To assess efficiency, the inspectors will evaluate:
- the degree to which the audit of internal control over financial reporting and the audit of financial statements were performed as a single, integrated and mutually reinforcing process;
- whether auditors use a top-down approach in which company-level controls were identified as the first step in planning the audit;
- whether auditors properly assessed risk and used a risk-based approach to determine the nature, timing, and extent of internal control testing; and
- whether auditors took full advantage of the opportunities available to use the work of others, such as the company's internal audit staff.
Public portions of the 2005 PCAOB inspection reports are available by clicking here.
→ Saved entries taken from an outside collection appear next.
impl UsbHost {
    /// Create a host-mode driver for `controller`
    ///
    /// Seeds the object pools and constructs the asynchronous ring's
    /// sentinel: a queue head linked to itself, flagged as the reclamation
    /// head, with a halted overlay so the controller never executes it.
    ///
    /// # Safety
    ///
    /// The caller must hold exclusive ownership of the controller, and
    /// `buffers` must live in DMA-visible memory.
    pub unsafe fn new(controller: Controller, buffers: &'static mut HostBuffers) -> Self {
        let queue_head_freelist = pool::seed_queue_heads(&buffers.pools);
        let transfer_freelist = pool::seed_transfers(&buffers.pools);

        let sentinel = &buffers.async_head;
        sentinel
            .horizontal
            .set(LinkWord::to_queue_head(sentinel as *const HostQueueHead));
        sentinel.set_head_of_list();
        sentinel.overlay.next.set(LinkWord::TERMINATE);
        sentinel.overlay.alt_next.set(LinkWord::TERMINATE);
        sentinel
            .overlay
            .token
            .store(token::STATUS_HALTED, Ordering::Release);

        Self {
            regs: unsafe { UsbRegisters::new(controller.register_base()) },
            controller,
            buffers,
            queue_head_freelist,
            transfer_freelist,
            pending_transfers: LinkCell::terminated(),
            observer: None,
            port_change: None,
        }
    }

    /// The controller this host runs on
    pub fn controller(&self) -> Controller {
        self.controller
    }

    /// Register the transfer observer hook
    pub fn set_transfer_observer(&mut self, observer: TransferObserver) {
        self.observer = Some(observer);
    }

    /// Register a callback fired on port change events
    pub fn on_port_change(&mut self, callback: HostCallback) {
        self.port_change = Some(callback);
    }

    fn notify_observer(&self, event: TransferEvent, pid: PidCode) {
        if let Some(observer) = self.observer {
            observer(event, pid);
        }
    }

    /// Reset the block, configure host mode and unmask interrupts
    pub fn init(&mut self) -> Result<()> {
        soc::phy_enable(self.controller);
        self.regs.command_stop();
        self.regs.controller_reset()?;
        self.regs.set_host_mode();

        self.regs.set_zero_interrupt_threshold();
        self.regs
            .set_async_list_address(&self.buffers.async_head as *const HostQueueHead as u32);

        self.regs.set_interrupt_mask(
            UsbSts::USB_INTERRUPT | UsbSts::USB_ERROR | UsbSts::PORT_CHANGE | UsbSts::ASYNC_ADVANCE,
        );
        Ok(())
    }

    /// Reset the controller block through the reset-generation unit
    pub fn peripheral_reset(&mut self) -> Result<()> {
        soc::peripheral_reset(self.controller)
    }

    /// Enable the controller's interrupt and start the controller
    pub fn run(&mut self) {
        unsafe { cortex_m::peripheral::NVIC::unmask(self.controller.interrupt()) };
        self.regs.command_run();
    }

    /// Drive port power on or off
    pub fn set_port_power(&mut self, on: bool) {
        let regs = self.regs.block();
        if on {
            regs.portsc1.set_bits(PortSc::PORT_POWER.bits());
        } else {
            regs.portsc1.clear_bits(PortSc::PORT_POWER.bits());
        }
    }

    /// Whether a device is connected to the port
    pub fn is_port_connected(&self) -> bool {
        self.regs.block().portsc1.read() & PortSc::CURRENT_CONNECT_STATUS.bits() != 0
    }

    /// Reset the downstream port, as required before enumeration
    ///
    /// Asserts the reset for the USB 2.0 minimum hold time, releases it and
    /// waits for the controller to finish.
    pub fn reset_port(&mut self) -> Result<()> {
        let regs = self.regs.block();
        regs.portsc1.set_bits(PortSc::PORT_RESET.bits());
        cortex_m::asm::delay(timing::ms_to_cycles(timing::PORT_RESET_HOLD_MS));
        regs.portsc1.clear_bits(PortSc::PORT_RESET.bits());
        SpinBudget::default()
            .wait_for(|| regs.portsc1.read() & PortSc::PORT_RESET.bits() == 0)
    }

    /// The speed the port negotiated
    pub fn port_speed(&self) -> Speed {
        self.regs.port_speed()
    }

    /// Whether `handle`'s queue head is currently linked into the
    /// asynchronous ring
    pub fn endpoint_in_async_queue(&self, handle: QhHandle) -> bool {
        self.find_ring_predecessor(handle.0.as_ptr()).is_some()
    }

    /// Walk the ring looking for the queue head whose horizontal link points
    /// at `target`
    fn find_ring_predecessor(
        &self,
        target: *const HostQueueHead,
    ) -> Option<*const HostQueueHead> {
        let head = &self.buffers.async_head as *const HostQueueHead;
        let mut cursor = head;

        loop {
            let link = unsafe { &(*cursor).horizontal }.get();

            if link.address() == target as u32 {
                return Some(cursor);
            }

            // A terminated or null link means the ring is broken; stop
            // rather than walk into the weeds.
            if link.is_terminate() || link.address() == 0 {
                return None;
            }

            let next = link.address() as *const HostQueueHead;
            if next == head {
                return None;
            }
            cursor = next;
        }
    }

    /// Configure an endpoint for transfers on the asynchronous queue
    ///
    /// Allocates a queue head unless the caller supplies one to reconfigure.
    /// The asynchronous schedule is paused while the queue head is populated
    /// and, if new, spliced into the ring just after the sentinel.
    #[allow(clippy::too_many_arguments)]
    pub fn set_up_async_endpoint(
        &mut self,
        queue_head: Option<QhHandle>,
        device_address: u8,
        endpoint_number: u8,
        speed: Speed,
        is_control_endpoint: bool,
        handle_data_toggle_in_hw: bool,
        max_packet_size: u16,
    ) -> Result<QhHandle> {
        let handle = match queue_head {
            Some(handle) => handle,
            None => QhHandle(
                unsafe { pool::allocate_queue_head(&self.queue_head_freelist) }
                    .ok_or(UsbError::NoResources)?,
            ),
        };

        // Nothing in the ring may change while the schedule walks it.
        self.regs.disable_async_schedule()?;

        let qh = unsafe { handle.0.as_ref() };
        qh.init_endpoint(
            device_address,
            endpoint_number,
            speed,
            is_control_endpoint,
            handle_data_toggle_in_hw,
            max_packet_size,
        );

        if !self.endpoint_in_async_queue(handle) {
            let sentinel = &self.buffers.async_head;
            qh.horizontal.set(sentinel.horizontal.get());
            sentinel
                .horizontal
                .set(LinkWord::to_queue_head(handle.0.as_ptr()));
        }

        self.regs.enable_async_schedule()?;
        Ok(handle)
    }

    /// Return an unlinked queue head to the pool
    ///
    /// The queue head must not be in the ring; tear the endpoint down first.
    pub fn free_queue_head(&mut self, handle: QhHandle) -> Result<()> {
        if self.endpoint_in_async_queue(handle) {
            return Err(UsbError::InvalidState);
        }
        unsafe { pool::free_queue_head(&self.queue_head_freelist, handle.0) };
        Ok(())
    }

    /// Schedule a transfer on a configured endpoint's queue head
    ///
    /// Fills a pooled qTD (five page pointers, byte count, PID, toggle, IOC)
    /// and, inside a critical section, records it on the pending list and
    /// links it at the end of the queue head's overlay chain. The hardware
    /// executes it as soon as the bus allows.
    ///
    /// # Safety
    ///
    /// `data` must point to a DMA-visible buffer of at least
    /// `maximum_length` bytes, valid (and writable for IN transfers) until
    /// the completion callback runs.
    #[allow(clippy::too_many_arguments)]
    pub unsafe fn schedule_transfer(
        &mut self,
        queue_head: QhHandle,
        pid_code: PidCode,
        data_toggle: bool,
        data: *mut u8,
        maximum_length: u32,
        completion: Option<CompletionCallback>,
        user_data: usize,
    ) -> Result<()> {
        let transfer = unsafe { pool::allocate_transfer(&self.transfer_freelist) }
            .ok_or(UsbError::NoResources)?;

        self.notify_observer(TransferEvent::Started, pid_code);

        let transfer_ptr = transfer.as_ptr();
        {
            let td = unsafe { &(*transfer_ptr).td };
            td.next.set(LinkWord::TERMINATE);
            td.alt_next.set(LinkWord::TERMINATE);
            crate::dma::fill_buffer_pages(&td.buffer_pages, data);

            let mut token_value = token::STATUS_ACTIVE
                | token::IOC
                | pid_code.token_bits()
                | token::encode_total_bytes(maximum_length);
            if data_toggle {
                token_value |= token::DATA_TOGGLE;
            }
            td.token.store(token_value, Ordering::Release);
        }

        unsafe {
            (*transfer_ptr).maximum_length = maximum_length;
            (*transfer_ptr).completion = completion;
            (*transfer_ptr).user_data = user_data;
        }

        // The append must be atomic with respect to the reaper: the pending
        // list gains the transfer and the overlay chain gains the qTD as one
        // unit.
        critical_section::with(|_| {
            unsafe { pool::push(&self.pending_transfers, transfer.cast()) };

            let qh = unsafe { queue_head.0.as_ref() };
            let mut tail: &LinkCell = &qh.overlay.next;
            loop {
                let link = tail.get();
                if link.is_terminate() {
                    break;
                }
                let next = link.address() as *const Qtd;
                tail = unsafe { &(*next).next };
            }
            tail.set(LinkWord::to(unsafe {
                &(*transfer_ptr).td as *const Qtd
            }));
        });

        Ok(())
    }

    /// Reap completed transfers from the pending list
    ///
    /// For every transfer whose qTD the hardware has released: report the
    /// outcome through its completion callback, unlink it and return it to
    /// the pool. The next pointer is snapshotted before the node is freed so
    /// the walk can advance over it.
    pub fn handle_transfer_completions(&mut self) {
        let mut previous: *const LinkCell = &self.pending_transfers;
        let mut link = unsafe { (*previous).get() }.pointer::<LinkCell>();

        while let Some(cell) = link {
            let transfer = cell.as_ptr() as *const HostTransfer;
            let td_token = unsafe { &(*transfer).td }.token.load(Ordering::Acquire);

            if td_token & token::STATUS_ACTIVE == 0 {
                if let Some(pid) = PidCode::from_token(td_token) {
                    self.notify_observer(TransferEvent::Completed, pid);
                }

                let (completion, user_data, maximum_length) = unsafe {
                    (
                        (*transfer).completion,
                        (*transfer).user_data,
                        (*transfer).maximum_length,
                    )
                };
                if let Some(callback) = completion {
                    let bytes_transferred = maximum_length - token::total_bytes(td_token);
                    callback(
                        user_data,
                        bytes_transferred,
                        td_token & token::STATUS_HALTED != 0,
                        td_token & token::STATUS_TRANSACTION_ERROR != 0,
                    );
                }

                // Snapshot the next link, unlink, advance, then free.
                let next = unsafe { (*cell.as_ptr()).get() };
                unsafe { (*previous).set(next) };
                previous = cell.as_ptr();
                link = next.pointer::<LinkCell>();

                unsafe {
                    pool::free_transfer(
                        &self.transfer_freelist,
                        NonNull::new_unchecked(transfer.cast_mut()),
                    )
                };
            } else {
                previous = cell.as_ptr();
                link = unsafe { (*cell.as_ptr()).get() }.pointer::<LinkCell>();
            }
        }
    }

    /// Host-mode interrupt handler top half
    pub fn isr(&mut self) {
        let status = self.regs.read_and_clear_status();
        if status.is_empty() {
            return;
        }

        if status.intersects(UsbSts::USB_INTERRUPT | UsbSts::USB_ERROR) {
            self.handle_transfer_completions();
        }

        if status.contains(UsbSts::PORT_CHANGE) {
            if let Some(callback) = self.port_change {
                callback(self);
            }
        }
    }
}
Of course, all this presumes that Kenneth Starr, the former Independent Counsel in the Monica Lewinsky investigation, is not successful in his efforts, on behalf of The Free Enterprise Fund, a conservative think tank, to have the PCAOB declared unconstitutional. Starr contends that the PCAOB "excessive delegation of power by the executive branch" in violation of the mandated separation of powers among the three branches of government. The Washington Post reports that he said that "It is quite likely that the Supreme Court would be interested in this case eventually."